If you’re black, you should know about sickle cell anemia. About 1 in 12 black Americans carries the gene for the sickle cell trait (that is, they have the ability to produce children with sickle cell anemia, but have no symptoms of the disease). If both parents carry the trait, the chance of having a child with sickle cell anemia is one out of four, or 25 percent. (This trait occurs only in the black population).
Red blood cells are normally round. In sickle cell anemia, the red blood cells take on a sickle shape. This makes the blood thicker and affects the red blood cell’s ability to carry oxygen to the body’s tissues. The disease usually doesn’t become apparent until the end of the child’s first year. As many as one out of four affected children will die, usually before 5 years of age.
Signs and Symptoms
A blood test can detect sickle cell anemia, but signs and symptoms include the following:
- Pain, ranging from mild to severe, in the chest, joints, back, or abdomen.
- Swollen hands and feet.
- Repeated infections, particularly pneumonia or meningitis.
- Kidney failure.
- Gallstones (at an early age).
- Strokes (at an early age).
Treatment, Care and Prevention
For now, no medicines exist to effectively treat sickle cell anemia. At best, treatment is geared toward preventing complications. Painful episodes are treated with painkillers, fluids, and oxygen. The diet is supplemented with folate. Because people with sickle cell anemia are prone to developing pneumonia, they should be vaccinated against pneumonia.

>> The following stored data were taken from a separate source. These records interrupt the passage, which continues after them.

use crate::traits::{Clock, ProcedureSource, SystemClock};
use crate::{CalibrationProcedure, DurationRange, FetchError};
use reqwest::blocking::Client;
use serde::Deserialize;
use std::sync::Arc;
use std::time::Duration;
use url::Url;

const DEFAULT_DURATION: DurationRange = DurationRange {
    min_minutes: 45,
    max_minutes: 90,
};

/// Fetches procedures from an HTTP endpoint:
/// `GET <endpoint>?brand=..&model=..&year=..` answering with JSON.
pub struct HttpProcedureSource {
    client: Client,
    endpoint: Url,
    clock: Arc<dyn Clock>,
}

impl HttpProcedureSource {
    pub fn new(endpoint: Url, timeout: Duration) -> Result<Self, FetchError> {
        let client = Client::builder().timeout(timeout).build()?;
        Ok(Self {
            client,
            endpoint,
            clock: Arc::new(SystemClock),
        })
    }

    fn request_url(&self, brand: &str, model: Option<&str>, year: Option<i32>) -> Url {
        let mut url = self.endpoint.clone();
        {
            let mut query = url.query_pairs_mut();
            query.append_pair("brand", brand.trim());
            if let Some(model) = model.map(str::trim).filter(|model| !model.is_empty()) {
                query.append_pair("model", model);
            }
            if let Some(year) = year {
                query.append_pair("year", &year.to_string());
            }
        }
        url
    }
}

impl ProcedureSource for HttpProcedureSource {
    fn fetch(
        &self,
        brand: &str,
        model: Option<&str>,
        year: Option<i32>,
    ) -> Result<CalibrationProcedure, FetchError> {
        let url = self.request_url(brand, model, year);
        let response = self.client.get(url).send()?;

        if !response.status().is_success() {
            return Err(FetchError::Status {
                endpoint: self.endpoint.to_string(),
                status: response.status().to_string(),
            });
        }

        let payload: ProcedurePayload = response.json()?;
        payload.into_procedure(brand, self.endpoint.as_str(), self.clock.now())
    }
}

/// Source used when no endpoint is configured.
#[derive(Debug, Clone, Copy, Default)]
pub struct OfflineSource;

impl ProcedureSource for OfflineSource {
    fn fetch(
        &self,
        _brand: &str,
        _model: Option<&str>,
        _year: Option<i32>,
    ) -> Result<CalibrationProcedure, FetchError> {
        Err(FetchError::Disabled)
    }
}

#[derive(Debug, Deserialize)]
struct ProcedurePayload {
    brand: Option<String>,
    title: Option<String>,
    source: Option<String>,
    #[serde(default)]
    calibration_types: Vec<String>,
    #[serde(default)]
    steps: Vec<String>,
    #[serde(default)]
    requirements: Vec<String>,
    #[serde(default)]
    warnings: Vec<String>,
    estimated_duration: Option<DurationRange>,
    #[serde(default)]
    equipment: Vec<String>,
    #[serde(default)]
    model_notes: Vec<String>,
}

impl ProcedurePayload {
    fn into_procedure(
        self,
        requested_brand: &str,
        endpoint: &str,
        fetched_at: chrono::DateTime<chrono::Utc>,
    ) -> Result<CalibrationProcedure, FetchError> {
        let steps = self
            .steps
            .into_iter()
            .map(|step| step.trim().to_string())
            .filter(|step| !step.is_empty())
            .collect::<Vec<_>>();

        if steps.is_empty() {
            return Err(FetchError::InvalidPayload(format!(
                "procedure for {} has no steps",
                requested_brand.trim()
            )));
        }

        let brand = self
            .brand
            .filter(|brand| !brand.trim().is_empty())
            .unwrap_or_else(|| requested_brand.trim().to_uppercase());

        Ok(CalibrationProcedure {
            title: self
                .title
                .unwrap_or_else(|| format!("{brand} ADAS calibration")),
            source: self.source.unwrap_or_else(|| endpoint.to_string()),
            brand,
            calibration_types: self.calibration_types,
            steps,
            requirements: self.requirements,
            warnings: self.warnings,
            estimated_duration: self.estimated_duration.unwrap_or(DEFAULT_DURATION),
            equipment: self.equipment,
            model_notes: self.model_notes,
            fetched_at,
        })
    }
}
impl SearchEngine {
    pub fn new(config: SearchConfig, database: DatabaseConfig) -> Self {
        Self::with_clock(config, database, Arc::new(SystemClock))
    }

    pub fn with_clock(config: SearchConfig, database: DatabaseConfig, clock: Arc<dyn Clock>) -> Self {
        let ttl = Duration::hours(config.cache_ttl_hours);
        let cache = match &config.cache_path {
            Some(path) => TtlCache::persistent(path.clone(), ttl, clock.clone()),
            None => TtlCache::with_clock(ttl, clock.clone()),
        };
        Self::with_cache(config, database, cache, clock)
    }

    pub fn with_cache(
        config: SearchConfig,
        database: DatabaseConfig,
        cache: TtlCache<Vec<VehicleMatch>>,
        clock: Arc<dyn Clock>,
    ) -> Self {
        Self {
            snapshot: RwLock::new(Arc::new(CatalogSnapshot::default())),
            cache,
            analytics: Mutex::new(SearchAnalytics::new(config.analytics_capacity)),
            config,
            database,
            clock,
        }
    }

    /// The snapshot searches currently run against.
    pub fn snapshot(&self) -> Arc<CatalogSnapshot> {
        self.snapshot
            .read()
            .unwrap_or_else(PoisonError::into_inner)
            .clone()
    }

    pub fn load_from_path(&self, path: &Path) -> Result<LoadSummary, LoadError> {
        let raw = read_dataset_file(path, &self.database)?;
        self.load_dataset(raw, &path.display().to_string())
    }

    pub fn load_from_reader<R: Read>(&self, reader: R, source: &str) -> Result<LoadSummary, LoadError> {
        let raw = read_dataset(reader, &self.database)?;
        self.load_dataset(raw, source)
    }

    pub fn load_demo(&self) -> Result<LoadSummary, LoadError> {
        self.load_dataset(RawDataset::demo(), "demo")
    }

    /// Validates, cleans and indexes `raw`, then swaps it in. On error the
    /// previous snapshot stays active.
    pub fn load_dataset(&self, raw: RawDataset, source: &str) -> Result<LoadSummary, LoadError> {
        let started = Instant::now();
        let missing = raw.missing_required_columns();

        let report = if self.database.auto_validate || !missing.is_empty() {
            Some(validate(&raw))
        } else {
            None
        };

        if !missing.is_empty() {
            let columns = missing
                .iter()
                .map(|column| column.header().to_string())
                .collect::<Vec<_>>();
            warn!(source, columns = ?columns, "catalog rejected");
            return Err(LoadError::MissingColumns {
                columns,
                report: Box::new(report.unwrap_or_else(|| validate(&raw))),
            });
        }

        if raw.rows.is_empty() {
            return Err(LoadError::EmptySource(source.to_string()));
        }

        if let Some(report) = &report {
            for error in &report.errors {
                warn!(source, %error, "catalog validation error");
            }
        }

        let dataset = clean(&raw);
        let summary = LoadSummary {
            source: source.to_string(),
            rows: dataset.len(),
            columns: raw.columns.len(),
            load_time_ms: round2(started.elapsed().as_secs_f64() * 1000.0),
            loaded_at: self.clock.now(),
            validation: report,
        };

        let snapshot = Arc::new(CatalogSnapshot::new(dataset, Some(summary.clone())));
        let duplicate_ids = snapshot.index.stats(&snapshot.dataset).duplicate_ids;
        *self.snapshot.write().unwrap_or_else(PoisonError::into_inner) = snapshot;

        info!(
            source,
            rows = summary.rows,
            duplicate_ids,
            elapsed_ms = summary.load_time_ms,
            quality_score = summary.validation.as_ref().map(|report| report.quality_score),
            "catalog loaded"
        );

        Ok(summary)
    }

    pub fn search(&self, query: &str, filters: &SearchFilters, max_results: usize) -> SearchOutcome {
        let started = Instant::now();
        let snapshot = self.snapshot();
        let key = query_key(&snapshot.fingerprint, query, filters);

        if let Some(results) = self.cache.get(&key) {
            self.analytics().count_search(true);
            debug!(query, results = results.len(), "search cache hit");
            let stats = SearchStats {
                elapsed_ms: 0.0,
                total_results: results.len(),
                cache_hit: true,
                method: SearchMethod::Cache,
                normalized_query: normalize(query),
                message: empty_message(query, &results),
            };
            return SearchOutcome { results, stats };
        }

        self.analytics().count_search(false);
        let terms = QueryTerms::new(query);
        if terms.normalized.is_empty() {
            return SearchOutcome {
                results: Vec::new(),
                stats: SearchStats {
                    elapsed_ms: elapsed_ms(started),
                    total_results: 0,
                    cache_hit: false,
                    method: SearchMethod::Rejected,
                    normalized_query: String::new(),
                    message: Some("query is empty after normalization".to_string()),
                },
            };
        }

        let (results, method) = match exact_id_match(&snapshot, &terms.normalized) {
            Some(found) => (vec![found], SearchMethod::ExactId),
            None => (
                rank(snapshot.dataset.iter(), self.config.text_threshold, |record| {
                    relevance(&terms, record)
                }),
                SearchMethod::Text,
            ),
        };
        debug!(query, %method, candidates = results.len(), "search scored");

        let mut results = apply_filters(results, filters);
        results.truncate(max_results);
        self.cache.set(key, results.clone());

        self.finish(query, terms.normalized, results, method, started)
    }

    /// Brand/model only variant. Not cached.
    pub fn quick_search(&self, query: &str, max_results: usize) -> SearchOutcome {
        let started = Instant::now();
        self.analytics().count_search(false);

        let terms = QueryTerms::new(query);
        if terms.normalized.is_empty() {
            return SearchOutcome {
                results: Vec::new(),
                stats: SearchStats {
                    elapsed_ms: elapsed_ms(started),
                    total_results: 0,
                    cache_hit: false,
                    method: SearchMethod::Rejected,
                    normalized_query: String::new(),
                    message: Some("query is empty after normalization".to_string()),
                },
            };
        }

        let snapshot = self.snapshot();
        let mut results = rank(
            snapshot.dataset.iter(),
            self.config.brand_model_threshold,
            |record| brand_model_relevance(&terms, record),
        );
        results.truncate(max_results);

        self.finish(query, terms.normalized, results, SearchMethod::BrandModel, started)
    }

    fn finish(
        &self,
        query: &str,
        normalized_query: String,
        results: Vec<VehicleMatch>,
        method: SearchMethod,
        started: Instant,
    ) -> SearchOutcome {
        self.analytics().record(SearchLogEntry {
            timestamp: self.clock.now(),
            query: query.to_string(),
            results_count: results.len(),
            method,
        });

        let stats = SearchStats {
            elapsed_ms: elapsed_ms(started),
            total_results: results.len(),
            cache_hit: false,
            method,
            normalized_query,
            message: empty_message(query, &results),
        };
        SearchOutcome { results, stats }
    }

    /// Brands first, in catalog order, then the most common abbreviations.
    pub fn suggestions(&self, partial: &str, limit: usize) -> Vec<String> {
        if partial.trim().chars().count() < self.config.suggestion_min_chars {
            return Vec::new();
        }
        let needle = normalize(partial);
        if needle.is_empty() {
            return Vec::new();
        }

        let snapshot = self.snapshot();
        let mut seen = HashSet::new();
        let mut suggestions = Vec::new();

        for record in snapshot.dataset.iter() {
            if normalize(&record.brand).contains(&needle) && seen.insert(record.brand.clone()) {
                suggestions.push(record.brand.clone());
            }
        }

        if suggestions.len() < limit {
            let abbreviations = ranked_counts(
                snapshot
                    .dataset
                    .iter()
                    .filter_map(|record| record.abbreviation.as_deref()),
            );
            for (abbreviation, _) in abbreviations
                .into_iter()
                .take(self.config.popular_abbreviations)
            {
                if normalize(&abbreviation).contains(&needle) && seen.insert(abbreviation.clone()) {
                    suggestions.push(abbreviation);
                }
            }
        }

        suggestions.truncate(limit);
        suggestions
    }

    /// Filters the whole catalog without scoring; every match gets the same score.
    pub fn advanced_search(&self, criteria: &AdvancedCriteria) -> Vec<VehicleMatch> {
        let snapshot = self.snapshot();
        snapshot
            .dataset
            .iter()
            .filter(|record| meets_criteria(record, criteria))
            .take(self.config.advanced_limit)
            .map(|record| VehicleMatch {
                record: record.clone(),
                score: self.config.advanced_score,
            })
            .collect()
    }

    pub fn analytics_summary(&self) -> AnalyticsSummary {
        self.analytics().summary(self.config.recent_searches)
    }

    pub fn statistics(&self) -> CatalogStatistics {
        let snapshot = self.snapshot();
        let dataset = &snapshot.dataset;
        let with_adas = dataset
            .iter()
            .filter(|record| record.has_adas)
            .collect::<Vec<_>>();

        let adas_percentage = if dataset.is_empty() {
            0.0
        } else {
            round2(with_adas.len() as f64 * 100.0 / dataset.len() as f64)
        };

        let kinds = with_adas
            .iter()
            .map(|record| record.calibration_kind.to_string())
            .collect::<Vec<_>>();
        let mut top_brands = ranked_counts(with_adas.iter().map(|record| record.brand.as_str()));
        top_brands.truncate(TOP_ADAS_BRANDS);

        CatalogStatistics {
            adas: AdasStatistics {
                total_vehicles: dataset.len(),
                vehicles_with_adas: with_adas.len(),
                adas_percentage,
                windshield_adas: dataset.iter().filter(|record| record.windshield_adas).count(),
                bumper_adas: dataset.iter().filter(|record| record.bumper_adas).count(),
                calibration_kinds: ranked_counts(kinds.iter().map(String::as_str)),
                top_brands_with_adas: top_brands,
            },
            index: snapshot.index.stats(dataset),
            load: snapshot.summary.clone(),
            analytics: self.analytics_summary(),
            cached_searches: self.cache.len(),
        }
    }

    pub fn is_data_fresh(&self) -> bool {
        let freshness = Duration::hours(self.database.freshness_hours);
        self.snapshot()
            .summary
            .as_ref()
            .is_some_and(|summary| self.clock.now() - summary.loaded_at < freshness)
    }

    pub fn export_json(&self, path: &Path) -> Result<(), ExportError> {
        let snapshot = self.snapshot();
        let document = ExportDocument {
            metadata: ExportMetadata {
                created_at: self.clock.now(),
                total_records: snapshot.dataset.len(),
                source: snapshot.summary.as_ref().map(|summary| summary.source.clone()),
            },
            data: &snapshot.dataset.records,
        };

        if let Some(parent) = path.parent().filter(|parent| !parent.as_os_str().is_empty()) {
            fs::create_dir_all(parent)?;
        }
        fs::write(path, serde_json::to_string_pretty(&document)?)?;
        info!(path = %path.display(), records = snapshot.dataset.len(), "catalog exported");
        Ok(())
    }

    pub fn benchmark(&self, queries: &[String]) -> BenchmarkReport {
        let filters = SearchFilters::default();
        let samples = queries
            .iter()
            .map(|query| {
                let started = Instant::now();
                let outcome = self.search(query, &filters, self.config.default_max_results);
                BenchmarkSample {
                    query: query.clone(),
                    elapsed_ms: started.elapsed().as_secs_f64() * 1000.0,
                    results_count: outcome.stats.total_results,
                    cache_hit: outcome.stats.cache_hit,
                }
            })
            .collect();

        BenchmarkReport::from_samples(samples)
    }

    pub fn clear_cache(&self) {
        self.cache.clear();
    }

    fn analytics(&self) -> MutexGuard<'_, SearchAnalytics> {
        self.analytics.lock().unwrap_or_else(PoisonError::into_inner)
    }
}
pub mod analytics;
pub mod cache;
pub mod calibration;
pub mod cleaner;
pub mod config;
pub mod error;
pub mod fuzzy;
pub mod index;
pub mod ingest;
pub mod models;
pub mod normalizer;
pub mod orchestrator;
pub mod scoring;
pub mod traits;
pub mod validator;

pub use analytics::{AnalyticsSummary, BenchmarkReport, BenchmarkSample, SearchLogEntry};
pub use cache::{catalog_fingerprint, procedure_key, query_key, CacheEntry, TtlCache};
pub use calibration::{
    CalibrationCatalog, CalibrationGuide, HttpProcedureSource, OfflineSource, TroubleshootingGuide,
};
pub use cleaner::clean;
pub use config::{CatalogConfig, DatabaseConfig, SearchConfig};
pub use error::{CacheError, ExportError, FetchError, LoadError};
pub use index::{IndexStats, SearchIndex};
pub use ingest::{read_dataset, read_dataset_file, Column, RawDataset, RawRow};
pub use models::{
    AdvancedCriteria, CalibrationKind, CalibrationProcedure, Dataset, DurationRange, Feature,
    SearchFilters, SearchMethod, SearchOutcome, SearchStats, VehicleMatch, VehicleRecord,
};
pub use normalizer::{extract_brands, extract_numbers, normalize};
pub use orchestrator::{CatalogSnapshot, CatalogStatistics, LoadSummary, SearchEngine};
pub use traits::{Clock, ProcedureSource, SystemClock};
pub use validator::{validate, ValidationReport, ValidationStatistics};
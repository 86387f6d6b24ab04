//! Relevance scoring for the free-text and brand/model search paths.

use crate::fuzzy::{partial_ratio, ratio};
use crate::normalizer::{extract_brands, extract_numbers, normalize};
use crate::validator::round2;
use crate::{AdvancedCriteria, SearchFilters, VehicleMatch, VehicleRecord};

pub const MAX_SCORE: f64 = 100.0;

const BRAND_IN_QUERY: f64 = 50.0;
const EXTRACTED_BRAND: f64 = 40.0;
const MODEL_WEIGHT: f64 = 0.6;
const ABBREVIATION_WEIGHT: f64 = 0.4;
const YEAR_NUMBER: f64 = 30.0;
const ID_NUMBER: f64 = 25.0;
const ID_NUMBER_MIN_DIGITS: usize = 3;
const ADAS_BONUS: f64 = 10.0;
const COMBINED_WEIGHT: f64 = 0.3;

/// A query broken down once so every record can be scored against it.
#[derive(Debug, Clone, PartialEq)]
pub struct QueryTerms {
    pub raw_upper: String,
    pub normalized: String,
    pub numbers: Vec<String>,
    pub brands: Vec<&'static str>,
}

impl QueryTerms {
    pub fn new(query: &str) -> Self {
        let normalized = normalize(query);
        Self {
            raw_upper: query.trim().to_uppercase(),
            numbers: extract_numbers(&normalized),
            brands: extract_brands(&normalized),
            normalized,
        }
    }
}

/// Uncapped weighted total. Several records can pass 100, so ranking orders
/// on this value and only the reported score is capped.
pub fn relevance(terms: &QueryTerms, record: &VehicleRecord) -> f64 {
    let mut score = 0.0;

    if !record.brand.is_empty() && terms.raw_upper.contains(&record.brand) {
        score += BRAND_IN_QUERY;
    }

    score += terms
        .brands
        .iter()
        .filter(|brand| record.brand.contains(*brand))
        .count() as f64
        * EXTRACTED_BRAND;

    score += partial_ratio(&terms.normalized, &normalize(&record.model_name)) * MODEL_WEIGHT;

    if let Some(abbreviation) = &record.abbreviation {
        score += ratio(&terms.normalized, &normalize(abbreviation)) * ABBREVIATION_WEIGHT;
    }

    if let Some(year) = record.year {
        let year = year.to_string();
        score += terms
            .numbers
            .iter()
            .filter(|number| year.contains(number.as_str()))
            .count() as f64
            * YEAR_NUMBER;
    }

    if let Some(id) = record.id {
        let id = id.to_string();
        score += terms
            .numbers
            .iter()
            .filter(|number| number.len() >= ID_NUMBER_MIN_DIGITS && id.contains(number.as_str()))
            .count() as f64
            * ID_NUMBER;
    }

    if record.has_adas {
        score += ADAS_BONUS;
    }

    score += partial_ratio(&terms.normalized, &record.search_text) * COMBINED_WEIGHT;

    score
}

/// Cheaper score that only looks at brand and model text.
pub fn brand_model_relevance(terms: &QueryTerms, record: &VehicleRecord) -> f64 {
    let target = normalize(&format!("{} {}", record.brand, record.model_name));
    partial_ratio(&terms.normalized, &target).min(MAX_SCORE)
}

/// Scores every record and keeps those strictly above `threshold`,
/// best first. Equal scores keep catalog order. Matches carry the score
/// capped at [`MAX_SCORE`].
pub fn rank<'a, F>(
    records: impl Iterator<Item = &'a VehicleRecord>,
    threshold: f64,
    score: F,
) -> Vec<VehicleMatch>
where
    F: Fn(&VehicleRecord) -> f64,
{
    let mut scored = records
        .filter_map(|record| {
            let value = score(record);
            (value > threshold).then_some((value, record))
        })
        .collect::<Vec<_>>();

    scored.sort_by(|left, right| right.0.total_cmp(&left.0));
    scored
        .into_iter()
        .map(|(value, record)| VehicleMatch {
            record: record.clone(),
            score: round2(value.min(MAX_SCORE)),
        })
        .collect()
}

pub fn passes_filters(record: &VehicleRecord, filters: &SearchFilters) -> bool {
    if let Some(brand) = &filters.brand {
        if !record.brand.to_uppercase().contains(&brand.trim().to_uppercase()) {
            return false;
        }
    }

    if let Some(year) = filters.year {
        if record.year != Some(year) {
            return false;
        }
    }

    if let Some(has_adas) = filters.has_adas {
        if record.has_adas != has_adas {
            return false;
        }
    }

    if let Some(kind) = &filters.calibration_kind {
        if !record.calibration_kind.matches(kind) {
            return false;
        }
    }

    true
}

pub fn apply_filters(matches: Vec<VehicleMatch>, filters: &SearchFilters) -> Vec<VehicleMatch> {
    if filters.is_empty() {
        return matches;
    }

    matches
        .into_iter()
        .filter(|found| passes_filters(&found.record, filters))
        .collect()
}

pub fn meets_criteria(record: &VehicleRecord, criteria: &AdvancedCriteria) -> bool {
    if let Some(brand) = &criteria.brand {
        if !record.brand.to_uppercase().contains(&brand.trim().to_uppercase()) {
            return false;
        }
    }

    if let Some((from, to)) = criteria.year_range {
        match record.year {
            Some(year) if year >= from && year <= to => {}
            _ => return false,
        }
    }

    if let Some(has_adas) = criteria.has_adas {
        if record.has_adas != has_adas {
            return false;
        }
    }

    if let Some(kind) = &criteria.calibration_kind {
        if !record.calibration_kind.matches(kind) {
            return false;
        }
    }

    criteria
        .features
        .iter()
        .all(|feature| record.has_feature(*feature))
}

#[cfg(test)]
mod tests {
    use super::*;
    use crate::cleaner::clean;
    use crate::ingest::RawDataset;
    use crate::{Dataset, Feature};

    fn demo() -> Dataset {
        clean(&RawDataset::demo())
    }

    #[test]
    fn brand_and_model_query_ranks_the_named_vehicle_first() {
        let dataset = demo();
        let terms = QueryTerms::new("BMW 118i");
        let ranked = rank(dataset.iter(), 60.0, |record| relevance(&terms, record));

        assert!(!ranked.is_empty());
        assert_eq!(ranked[0].record.id, Some(92983));
        assert_eq!(ranked[0].score, MAX_SCORE);
    }

    #[test]
    fn reported_scores_stay_within_bounds() {
        let dataset = demo();
        for query in ["BMW 118i 2024 92983", "", "volvo xc60 t5 momentum awd", "zzzz"] {
            let terms = QueryTerms::new(query);
            for found in rank(dataset.iter(), -1.0, |record| relevance(&terms, record)) {
                assert!((0.0..=MAX_SCORE).contains(&found.score), "{query}: {}", found.score);
            }
        }
    }

    #[test]
    fn capped_ties_still_rank_by_full_score() {
        let dataset = demo();
        let ranked = rank(dataset.iter().take(3), 0.0, |record| match record.id {
            Some(87621) => 180.0,
            Some(_) => 120.0,
            None => 0.0,
        });

        assert_eq!(ranked[0].record.id, Some(87621));
        assert!(ranked.iter().all(|found| found.score == MAX_SCORE));
    }

    #[test]
    fn empty_brand_earns_no_brand_bonus() {
        let mut record = demo().records[0].clone();
        record.brand.clear();
        record.has_adas = false;
        record.abbreviation = None;
        record.search_text = String::new();
        record.model_name = String::from("Q");

        let terms = QueryTerms::new("anything");
        assert_eq!(relevance(&terms, &record), 0.0);
    }

    #[test]
    fn numbers_match_year_and_long_id_fragments() {
        let dataset = demo();
        let bmw = &dataset.records[0];

        let with_year = relevance(&QueryTerms::new("zz 2024"), bmw);
        let with_id = relevance(&QueryTerms::new("zz 929"), bmw);
        let short_number = relevance(&QueryTerms::new("zz 92"), bmw);

        assert!(with_year >= YEAR_NUMBER);
        assert!(with_id >= ID_NUMBER);
        assert!(short_number < with_id);
    }

    #[test]
    fn ranking_is_stable_for_equal_scores() {
        let dataset = demo();
        let ranked = rank(dataset.iter(), -1.0, |_| 42.0);
        let ids = ranked.iter().map(|found| found.record.id).collect::<Vec<_>>();
        let expected = dataset.iter().map(|record| record.id).collect::<Vec<_>>();
        assert_eq!(ids, expected);
    }

    #[test]
    fn threshold_is_exclusive() {
        let dataset = demo();
        assert!(rank(dataset.iter(), 42.0, |_| 42.0).is_empty());
    }

    #[test]
    fn filters_narrow_on_every_field() {
        let dataset = demo();
        let everything = rank(dataset.iter(), -1.0, |_| 1.0);

        let filters = SearchFilters {
            brand: Some("volks".to_string()),
            ..SearchFilters::default()
        };
        let volkswagen = apply_filters(everything.clone(), &filters);
        assert_eq!(volkswagen.len(), 1);
        assert_eq!(volkswagen[0].record.id, Some(95432));

        let filters = SearchFilters {
            year: Some(2025),
            calibration_kind: Some("Dinamica".to_string()),
            ..SearchFilters::default()
        };
        let ids = apply_filters(everything, &filters)
            .iter()
            .filter_map(|found| found.record.id)
            .collect::<Vec<_>>();
        assert_eq!(ids, vec![73291, 88901]);
    }

    #[test]
    fn criteria_require_every_feature() {
        let dataset = demo();
        let criteria = AdvancedCriteria {
            year_range: Some((2024, 2025)),
            features: vec![Feature::RearCamera, Feature::MatrixLights],
            ..AdvancedCriteria::default()
        };

        let ids = dataset
            .iter()
            .filter(|record| meets_criteria(record, &criteria))
            .filter_map(|record| record.id)
            .collect::<Vec<_>>();
        assert_eq!(ids, vec![87621, 91234, 92345]);
    }

    #[test]
    fn brand_model_path_ignores_numbers_elsewhere() {
        let dataset = demo();
        let terms = QueryTerms::new("polo tsi");
        let ranked = rank(dataset.iter(), 70.0, |record| brand_model_relevance(&terms, record));
        assert_eq!(ranked.len(), 1);
        assert_eq!(ranked[0].record.id, Some(95432));
    }
}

The only possible way to prevent sickle cell anemia is to find out whether or not you carry the genes for the disease before you get pregnant and avoid giving birth to children with the disease. Black couples should have a blood test to determine if either one is a carrier.
After conception, sickle cell anemia can be diagnosed by amniocentesis in the second trimester of pregnancy. If the fetus has sickle cell anemia, the parents may elect to terminate the pregnancy.